AP's report has a more interesting slant....

The pact is the latest in a series of China trade agreements promoted by Ma. The Taiwanese leader believes that unless Taiwan tightens its economic links with the mainland, the island's standard of living will suffer, particularly as neighboring Asian countries pursue their own commercial preferential arrangements with Beijing.
What makes it interesting to me is how the writer characterizes Ma as believing the pact is necessary to save Taiwan's standard of living -- when said standard has been deteriorating for most Taiwanese for more than a decade now. Wages have regressed to late 1990s levels, for example. Indeed, this regression is occurring even as Taiwan moves closer to China and arguably, because of it. Wouldn't it have been great if AP had reported that? Hahaha. What earth am I living on? Meanwhile Ma is still promoting the move to China as necessary to "save" Taiwan, even at this late date....

I'm not even going to bother to discuss the pact; we all know what a pact supported by the Ma Administration, the KMT, big companies, and global financial capital means for Taiwan.

Rather, I'd like to talk about something J Michael Cole wrote about in his stream of posts on Dapu, Huaguang, and the services pact protests. Here's what he wrote: Young Taiwanese fear authoritarian revival. Oh, wait a second, that was from 2008, Chen Yun-lin visit. Remember that? And yet, "despite" the anger, ECFA sailed through the legislature and Chinese negotiators continue to visit, just like the current services pact is going to sale sail through the legislature.....

Yep, student protests have become, well, a regular feature of Taiwan's democracy. Probably the first major one was in March of 1990 (unless you want to count the Tiaoyutai Movement), one report here in the NYTimes.....

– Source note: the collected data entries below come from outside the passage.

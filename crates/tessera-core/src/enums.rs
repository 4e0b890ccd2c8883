//! Enumerations shared across the import stages.

use serde::{Deserialize, Serialize};

/// Kind of linear overlay feature.
#[derive(Debug, Clone, Copy, PartialEq, Eq, Hash, Serialize, Deserialize)]
#[serde(rename_all = "snake_case")]
pub enum FeatureKind {
    Road,
    Railway,
    PowerLine,
}

impl FeatureKind {
    /// Name of the top-level overlay array holding this kind.
    pub fn collection_key(&self) -> &'static str {
        match self {
            FeatureKind::Road => "roads",
            FeatureKind::Railway => "railways",
            FeatureKind::PowerLine => "power_lines",
        }
    }

    /// Name of the point array inside a feature object.
    pub fn points_key(&self) -> &'static str {
        match self {
            FeatureKind::Road | FeatureKind::Railway => "points",
            FeatureKind::PowerLine => "cable_points",
        }
    }
}

impl std::fmt::Display for FeatureKind {
    fn fmt(&self, f: &mut std::fmt::Formatter<'_>) -> std::fmt::Result {
        let name = match self {
            FeatureKind::Road => "road",
            FeatureKind::Railway => "railway",
            FeatureKind::PowerLine => "power line",
        };
        f.write_str(name)
    }
}

/// Sample depth of a grayscale raster.
#[derive(Debug, Clone, Copy, PartialEq, Eq, Serialize, Deserialize)]
pub enum SampleDepth {
    Eight,
    Sixteen,
}

impl SampleDepth {
    /// Map a bit count to a supported depth.
    pub fn from_bits(bits: u8) -> Option<Self> {
        match bits {
            8 => Some(SampleDepth::Eight),
            16 => Some(SampleDepth::Sixteen),
            _ => None,
        }
    }

    pub fn bits(&self) -> u8 {
        match self {
            SampleDepth::Eight => 8,
            SampleDepth::Sixteen => 16,
        }
    }

    /// Bytes per encoded sample.
    pub fn bytes_per_sample(&self) -> usize {
        match self {
            SampleDepth::Eight => 1,
            SampleDepth::Sixteen => 2,
        }
    }
}
//! Core types and definitions for the Tessera terrain importer.
//!
//! This crate defines the vocabulary shared across all other crates:
//! elevation grids, terrain metadata, tile layouts, overlay paths and
//! the import result handed to scene-construction collaborators.
//! It has no dependency on any decoding library or host runtime.

pub mod constants;
pub mod enums;
pub mod paths;
pub mod types;

#[cfg(test)]
mod tests;

// Re-export key types for convenience.
pub use enums::{FeatureKind, SampleDepth};
pub use paths::{OverlayPath, PowerLinePath, RailPath, RoadPath, SplinePoint};
pub use types::{
    ElevationGrid, GeoBounds, GridError, NormalizedTerrain, TerrainImportResult, TerrainMetadata,
    TileLayout,
};
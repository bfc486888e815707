//! Command-line interface for ingest-bench
//!
//! # Usage Examples
//!
//! ```bash
//! # Pure generation throughput, default workload (10 billion rows)
//! ingest-bench generate
//!
//! # Reproducible 1M-row sample written to CSV
//! ingest-bench generate --row-count 1000000 --seed 42 --output sample.csv
//!
//! # Inspect the metrics table schema
//! ingest-bench schema --json
//! ```

use anyhow::Context;
use bench_generator::config::{DEFAULT_ROW_COUNT, DEFAULT_SERVICES_PER_APP};
use bench_generator::{MetricsConfig, MetricsTableDataProvider, TableDataProvider};
use clap::{Parser, Subcommand};
use ingest_bench::report::RunReport;
use ingest_bench::sink::CsvSink;
use std::path::PathBuf;
use std::time::Instant;
use tracing::info;

#[derive(Parser)]
#[command(name = "ingest-bench")]
#[command(about = "Synthetic metrics workload generator for time-series ingestion benchmarking")]
#[command(long_about = None)]
struct Cli {
    #[command(subcommand)]
    command: Commands,
}

#[derive(Subcommand)]
enum Commands {
    /// Generate the metrics workload, optionally writing rows to a CSV file
    Generate {
        /// Total number of rows to generate
        #[arg(long, env = "TABLE_ROW_COUNT", default_value_t = DEFAULT_ROW_COUNT)]
        row_count: u64,

        /// Number of services per application; every batch holds one row
        /// per service
        #[arg(long, env = "SERVICE_NUM_PER_APP", default_value_t = DEFAULT_SERVICES_PER_APP)]
        services_per_app: usize,

        /// RNG seed for reproducible runs (seeded from entropy when omitted)
        #[arg(long)]
        seed: Option<u64>,

        /// CSV output file; without it rows are drained and discarded,
        /// measuring pure generation throughput
        #[arg(long, short = 'o')]
        output: Option<PathBuf>,

        /// Skip the CSV header row
        #[arg(long)]
        no_header: bool,

        /// Rows between progress log lines
        #[arg(long, default_value_t = 1_000_000)]
        progress_interval: u64,

        /// Print the run report as JSON on stdout
        #[arg(long)]
        json: bool,
    },

    /// Print the metrics table schema
    Schema {
        /// Print as JSON
        #[arg(long)]
        json: bool,
    },
}

fn main() -> anyhow::Result<()> {
    tracing_subscriber::fmt()
        .with_env_filter(tracing_subscriber::EnvFilter::from_default_env())
        .init();

    let cli = Cli::parse();

    match cli.command {
        Commands::Generate {
            row_count,
            services_per_app,
            seed,
            output,
            no_header,
            progress_interval,
            json,
        } => {
            let mut config = MetricsConfig::default()
                .with_row_count(row_count)
                .with_services_per_app(services_per_app);
            if let Some(seed) = seed {
                config = config.with_seed(seed);
            }

            let report = run_generate(config, output, !no_header, progress_interval)?;
            if json {
                println!("{}", serde_json::to_string_pretty(&report)?);
            } else {
                println!("{}", report.summary());
            }
        }

        Commands::Schema { json } => {
            let schema =
                bench_generator::metrics_table_schema().context("failed to build table schema")?;
            if json {
                println!("{}", serde_json::to_string_pretty(&schema)?);
            } else {
                println!("table: {}", schema.name());
                for column in schema.columns() {
                    println!(
                        "  {:<12} {:<22} {}",
                        column.name,
                        column.data_type.name(),
                        column.semantic_type.name()
                    );
                }
            }
        }
    }

    Ok(())
}

/// Drain one full row sequence, optionally through a CSV sink.
fn run_generate(
    config: MetricsConfig,
    output: Option<PathBuf>,
    include_header: bool,
    progress_interval: u64,
) -> anyhow::Result<RunReport> {
    let provider = MetricsTableDataProvider::new(config).context("failed to build provider")?;
    let progress_interval = progress_interval.max(1);

    info!(
        "Generating {} rows ({} services per app)",
        provider.row_count(),
        provider.config().services_per_app
    );

    let started = Instant::now();
    let mut sink = match &output {
        Some(path) => Some(
            CsvSink::create(path, provider.table_schema(), include_header)
                .with_context(|| format!("failed to create CSV sink at {}", path.display()))?,
        ),
        None => None,
    };

    let mut report = RunReport::default();
    let mut sequence = provider.rows();
    while sequence.has_next() {
        let row = sequence.try_next()?;
        if let Some(sink) = sink.as_mut() {
            sink.write_row(&row).context("failed to write row")?;
        }
        report.rows_emitted += 1;

        if report.rows_emitted % progress_interval == 0 {
            info!("Generated {} / {} rows", report.rows_emitted, sequence.limit());
        }
    }

    if let Some(sink) = sink {
        report.bytes_written = Some(sink.finish().context("failed to finish CSV output")?);
    }
    report.duration = started.elapsed();

    Ok(report)
}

More than 6,000 students and thousands of onlookers gathered in a city park today to demand greater democracy, and there were reports that the President would convene a national conference to discuss the pace of political change on the island.
...you can also date them back to the 1980s, when Lin Chia-long, the current likely DPP mayoral candidate for Taichung, was organizing free speech protests/clubs on university campuses (those clubs grew into the 1990 protests). What's happening in Taipei at the moment is hardly on the scale of the protests of even five years ago -- in Dec of 2008 several thousand students marched to the presidential palace, after 400 had begun a sit-in, in a huge ruckus over the parade and assembly law driven by the Wild Strawberry movement. Remember that?

Yeah, thought you did. Bet you can't tell me what happened to the parade and assembly laws as a result of the protest.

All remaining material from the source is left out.